Maps, Projections & Perspectives

Our view of the world & its things are very much primed based on the mental models we grew up with (and still maintain). One such example is the classic world map: the Mercator projection. This is what most of us regards as the “world” (even Google Maps uses it).


This was adopted due to its ease of use for nautical transport (straight lines, yo). However, it distorts the size of landmass. Africa is substantially larger than most imagine. Here’s a map that shows how similar size circles are represented across the world.

Tissot’s Mercator

Truth is: there’s countless ways to try and make a sphere into a 2d space.

On top of the various projections, there’s no real reason why we adopt certain orientations. Why north is at the top is a mystery. There were various circumstances where the top was East (to the rising sun), and South (Egyptians saw the Nile as flowing down in the map).

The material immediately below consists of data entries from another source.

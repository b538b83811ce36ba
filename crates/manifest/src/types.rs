//! Manifest blocks and install plans.

use std::collections::BTreeMap;
use std::path::PathBuf;

use serde::{Deserialize, Serialize};

/// Desired state for one install: up to three optional asset-class blocks.
///
/// An app with no blocks at all is a plain monolithic install and the
/// staging area is left untouched.
#[derive(Debug, Clone, Default, Serialize, Deserialize)]
pub struct ExoManifest {
    #[serde(default, skip_serializing_if = "Option::is_none")]
    pub dex: Option<DexBlock>,
    #[serde(default, skip_serializing_if = "Option::is_none")]
    pub native: Option<NativeBlock>,
    #[serde(default, skip_serializing_if = "Option::is_none")]
    pub resources: Option<ResourcesBlock>,
}

impl ExoManifest {
    /// True when at least one asset class lives outside the main APK.
    pub fn is_exopackage(&self) -> bool {
        self.dex.is_some() || self.native.is_some() || self.resources.is_some()
    }
}

/// Secondary dex files: a metadata file of `<filename> <hash>` entries whose
/// file names resolve against `dex_directory`.
#[derive(Debug, Clone, PartialEq, Serialize, Deserialize)]
pub struct DexBlock {
    pub metadata: PathBuf,
    pub dex_directory: PathBuf,
}

/// Native libraries: one metadata file per ABI the app ships. Library names
/// resolve against each metadata file's parent directory.
#[derive(Debug, Clone, PartialEq, Serialize, Deserialize)]
pub struct NativeBlock {
    pub abi_metadata: BTreeMap<String, PathBuf>,
}

/// Resource archives with precomputed content hashes.
#[derive(Debug, Clone, PartialEq, Serialize, Deserialize)]
pub struct ResourcesBlock {
    pub archives: Vec<ResourceArchive>,
}

#[derive(Debug, Clone, PartialEq, Serialize, Deserialize)]
pub struct ResourceArchive {
    pub source: PathBuf,
    pub hash: String,
}

/// What one asset class wants on the device.
#[derive(Debug, Clone, Default)]
pub struct ExoFilePlan {
    /// Device-relative path → local source file.
    pub files: BTreeMap<String, PathBuf>,
    /// Device-relative path → literal file contents.
    pub metadata: BTreeMap<String, Vec<u8>>,
}
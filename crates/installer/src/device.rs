//! Device capabilities used by the synchronization engine.
//!
//! The trait mirrors what the engine actually needs from a device so tests
//! can provide an in-memory implementation that records commands and serves
//! canned output.

use std::collections::BTreeSet;
use std::future::Future;
use std::path::Path;
use std::pin::Pin;

use exodeploy_adb::PackageInfo;

use crate::error::InstallError;

/// Boxed future returned by [`ExoDevice`] methods.
pub type DeviceFuture<'a, T> =
    Pin<Box<dyn Future<Output = Result<T, InstallError>> + Send + 'a>>;

/// Result of a targeted process kill.
#[derive(Debug, Clone, Copy, PartialEq, Eq)]
pub enum KillOutcome {
    /// The process existed and was signalled.
    Killed,
    /// No process matched; the caller decides whether that matters.
    NotRunning,
}

/// One device the installer can drive.
pub trait ExoDevice: Send + Sync {
    /// Stable identifier for logs and results.
    fn serial(&self) -> &str;

    /// Lists every regular file under `root`, device-relative.
    fn list_dir_recursive<'a>(&'a self, root: &'a str) -> DeviceFuture<'a, BTreeSet<String>>;

    /// Reads a system property, trimmed.
    fn get_property<'a>(&'a self, name: &'a str) -> DeviceFuture<'a, String>;

    /// Looks up install details for a package; `None` when absent.
    fn get_package_info<'a>(&'a self, package: &'a str)
    -> DeviceFuture<'a, Option<PackageInfo>>;

    /// Asks the agent for the signature of an on-device APK.
    fn get_signature<'a>(&'a self, device_path: &'a str) -> DeviceFuture<'a, String>;

    /// Creates `path` and its parents with permissive modes.
    fn mk_dir_p<'a>(&'a self, path: &'a str) -> DeviceFuture<'a, ()>;

    /// Deletes `files` inside `dir_path`.
    fn rm_files<'a>(&'a self, dir_path: &'a str, files: &'a [String]) -> DeviceFuture<'a, ()>;

    /// Forwards host TCP `port` to the device.
    fn create_forward(&self, port: u16) -> DeviceFuture<'_, ()>;

    /// Removes the forward for `port`.
    fn remove_forward(&self, port: u16) -> DeviceFuture<'_, ()>;

    /// Pushes one file to an absolute device path through the agent.
    fn install_file<'a>(
        &'a self,
        port: u16,
        device_path: &'a str,
        source: &'a Path,
    ) -> DeviceFuture<'a, ()>;

    /// Installs (or replaces) the main APK.
    fn install_apk<'a>(&'a self, apk: &'a Path) -> DeviceFuture<'a, ()>;

    /// Force-stops everything in a package.
    fn stop_package<'a>(&'a self, package: &'a str) -> DeviceFuture<'a, ()>;

    /// Kills one named process inside a package.
    fn kill_process<'a>(&'a self, process: &'a str) -> DeviceFuture<'a, KillOutcome>;
}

My favourite reasoning is that at the time of the printing press, the cartographers at the time particularly enjoyed Ptolemy’s (an unrelated Ptolemy) cartographical work (now with lines & curvature!) and started reproducing it en masse (with North at the top). It’s apparently unknown why Ptolemy chose North as the top.

There’s no reason why we could view the world with South Africa as North Africa.

In space, no one can hear you ponder maps.

I find maps, their projections & their orientations fascinating, because it is a simple tool to get a different perspective. The world is never really what we seem it to be. By just switching out a new mental model (like a new map), the world simultaneously becomes more interesting, more malleable and wondrous.